Wednesday, November 14, 2007

open water

how do you tell someone who is enslaved, of life beyond their chains?
can you convince a freed man to remove his shackles, when they're all he's ever worn?
is it wrong to expect a captive to embrace freedom?

i walk ocean shores, picking up
skeletons on the way, searching for
corpses not yet dead.
i want to send shells back to the
body beside them.
love is my cause
freedom is my mission.

i watch the ocean's fingers grasp for more beings.
the atlantic is hungry. she yearns, with me, to
bring them home.

dusty red against a sandy background.
i pick her up carefully,
expectant.
i whisper
"breathe".
lifeless and immobile, the being inside is no longer
alive.
had she been trapped on the ocean's edge?
if i had been here before her death, i would have told her how
near
she was.
i would have carried her myself and
baptized
her in
immortal waters.

her whitewashed shell is a clever facade.
but she is dead, and i am too late.

Monday, November 12, 2007

fear

"have you decided who you're voting for next year?" she was referring to the 2008 presidential elections and, honestly, i hadn't even thought about it. our conversation rapidly progressed to reasons behind each potential candidate and another question was posed. "well, what do you think about the war? are you for it?" and i told her how i didn't have a direct answer to that either, but really i wanted peace, and sooner than later. she agreed, i think. "yes, what we need to do is just win it and get out. and we need to choose someone who is going to keep our country safe even after we're out of there."

we talked about our lives, and i shared a story of passing a hitchhiker three times in one day, feeling convicted about passing him by, lamenting my hesitation at helping out a stranger. "oh but promise me you won't ever pick anyone up like that! you never know what they might do...hurt you or something." her tone reaked of fear, though it was cloaked in the comfortable guise of safety. and i hung up feeling broken inside.

ashamed because we've turned our attack on sin into acts of violence against ourselves.
grieved because we've allowed the what if's from the "bad people" in this world to speak louder than the conviction of the holy spirit.
and broken because a child of God lives her life in fear, and doesn't even know it.
i'm pretty sure she's not the only one.

Tuesday, November 6, 2007

sovereign love

God is overwhelming me with his love. everyday, it seeps into my soul and joy is the only plausible response. for the first time, my heart understands how unflinchingly God's love clings to me and it is setting me free from too many burdens. i didn't know living could be this light, and i'm beginning to grasp the difference between heavy and hard. his yoke is light, but sometimes the cross is hard to bear. this morning, another presupposition was shattered as i realized another way God's love affects how i live, and the freedom it bestows.

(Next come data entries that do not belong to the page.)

//! Custom request context.
//!
//! The extra methods live on a [`Capabilities`] trait. [`CustomContext`]
//! implements it by holding the framework [`Context`] and the greeter that the
//! [`custom_context`] middleware attached, never by extending `Context` itself.

use tracing::info;

use crate::context::Context;
use crate::error::Error;
use crate::handler::BoxFuture;
use crate::middleware::Next;

/// Methods the demo adds on top of the framework context.
pub trait Capabilities {
    fn foo(&self) -> &'static str;
    fn bar(&self) -> &'static str;
}

/// Attached to every request by [`custom_context`].
#[derive(Clone, Copy, Debug, Default)]
pub struct Greeter;

pub struct CustomContext {
    ctx: Context,
    greeter: Greeter,
}

impl CustomContext {
    /// Fails when the `custom_context` middleware is not installed.
    pub fn from_context(ctx: Context) -> Result<Self, Error> {
        let greeter = *ctx
            .extension::<Greeter>()
            .ok_or_else(|| Error::Internal("custom context middleware not installed".to_owned()))?;
        Ok(Self { ctx, greeter })
    }

    pub fn context(&self) -> &Context {
        &self.ctx
    }
}

impl Capabilities for CustomContext {
    fn foo(&self) -> &'static str {
        info!(greeter = ?self.greeter, path = self.ctx.path(), "foo");
        "foo"
    }

    fn bar(&self) -> &'static str {
        info!(greeter = ?self.greeter, path = self.ctx.path(), "bar");
        "bar"
    }
}

/// Middleware attaching the [`Greeter`] capability.
pub fn custom_context(mut ctx: Context, next: Next) -> BoxFuture {
    ctx.extensions_mut().insert(Greeter);
    Box::pin(next.run(ctx))
}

clue is my favourite board game, hands down. and it's pretty simple why; i love figuring things out. for me, it's the difference between a math problem and a poetic interpretation. i don't care how the problem is solved, just tell me its meaning. what and why. and i bring this part of my personality into my relationship with God. what is the next step in my life? what is my calling? why did this happen to me?

only recently have i been able to face my stubborn and relentless questioning and see how i've allowed myself to be limited by asking them. fear had been inhabiting the whats and whys of decision making, because there was always room for mistakes. but when God chose to reveal his love to me, untainted by my failings, and relentless in its pursuit, i was and am able to embrace the unknown. after all, perfect love casts out fear.

knowing God loves me doesn't tell me what will happen to me, what God wants for me, or even why he wants it. it simply means whatever does happen will be because God loves me. the questions don't matter because i already know the answer.

and it's not that i didn't believe he loved me. on the contrary, i had already determined the kind of love his was. manipulating, condescending, controlling. but it's not that at all. and i can't explain just how it is, because love like this can't be defined by words. it must be experienced. the only thing i can do is tell you how it's changing the way i live my life.